Voters scrapped that system for City Council 22 years ago, replacing it with district-only elections to ensure that minorities had a better shot at being heard.

But the system stayed the same for the school board — and attracts the same criticisms.

Alpert then goes into a detailed examination of views on all sides of the equation. Here are a few that  she shares in her article:

San Diegans 4 Great Schools, a group that includes philanthropists, business leaders and parents, argues that the existing school board system is outdated and blames it for the revolving door of superintendents that San Diego Unified has suffered in recent years.

Organizer Scott Himelstein says a small school board with five members can swing too easily in a single election, changing the whole direction of the school district in a snap. His group has quietly discussed the idea of adding four new, appointed members to the board.

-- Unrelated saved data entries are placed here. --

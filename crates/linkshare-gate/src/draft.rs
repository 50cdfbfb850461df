//! Post input and its validation.

use serde::{Deserialize, Serialize};

use crate::error::ValidationError;

/// Check the fields of a new post.
///
/// Content is checked before author. Whitespace-only counts as empty. The
/// values themselves are stored as entered.
pub fn validate_post(content: &str, author: &str) -> Result<(), ValidationError> {
    if content.trim().is_empty() {
        return Err(ValidationError::EmptyContent);
    }
    if author.trim().is_empty() {
        return Err(ValidationError::EmptyAuthor);
    }
    Ok(())
}

/// Transient post input.
#[derive(Clone, Debug, Default, PartialEq, Eq, Serialize, Deserialize)]
pub struct Draft {
    pub content: String,
    pub author: String,
}

impl Draft {
    pub fn new(content: impl Into<String>, author: impl Into<String>) -> Self {
        Self {
            content: content.into(),
            author: author.into(),
        }
    }

    pub fn set_content(&mut self, content: impl Into<String>) {
        self.content = content.into();
    }

    pub fn set_author(&mut self, author: impl Into<String>) {
        self.author = author.into();
    }

    pub fn validate(&self) -> Result<(), ValidationError> {
        validate_post(&self.content, &self.author)
    }

    /// Reset after a successful post. The author stays filled in.
    pub fn clear_content(&mut self) {
        self.content.clear();
    }
}

#[cfg(test)]
mod tests {
    use super::*;

    #[test]
    fn blank_fields_are_rejected() {
        assert_eq!(validate_post("", "alice"), Err(ValidationError::EmptyContent));
        assert_eq!(validate_post(" \n\t", "alice"), Err(ValidationError::EmptyContent));
        assert_eq!(validate_post("hi", "   "), Err(ValidationError::EmptyAuthor));
        assert_eq!(validate_post("", ""), Err(ValidationError::EmptyContent));
        assert_eq!(validate_post("hi", "alice"), Ok(()));
    }

    #[test]
    fn clearing_keeps_author() {
        let mut draft = Draft::new("hello", "alice");
        assert!(draft.validate().is_ok());
        draft.clear_content();
        assert_eq!(draft.content, "");
        assert_eq!(draft.author, "alice");
        assert_eq!(draft.validate(), Err(ValidationError::EmptyContent));
    }
}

This would bring it more in line with the rest of the state:

Most school boards in California have five members, but almost all of the large school districts elsewhere in the country have larger boards with seven or nine trustees.

Anyone interested in social issues should take a look at Alpert’s article (link below under “Sources”). Most social ills seem to be rooted in childhood, and education is a vastly important part of that. Issues at that level all too often blossom later in life into homlessness, criminal activity, and substance abuse. As a result, examination of the system and exploration of the methods that can improve it are vital.

Source: “The Unusual Road to the San Diego School Board,” Voice of San Diego, 09/06/10
Image by Adam Pieniazek, used under its Creative Commons license.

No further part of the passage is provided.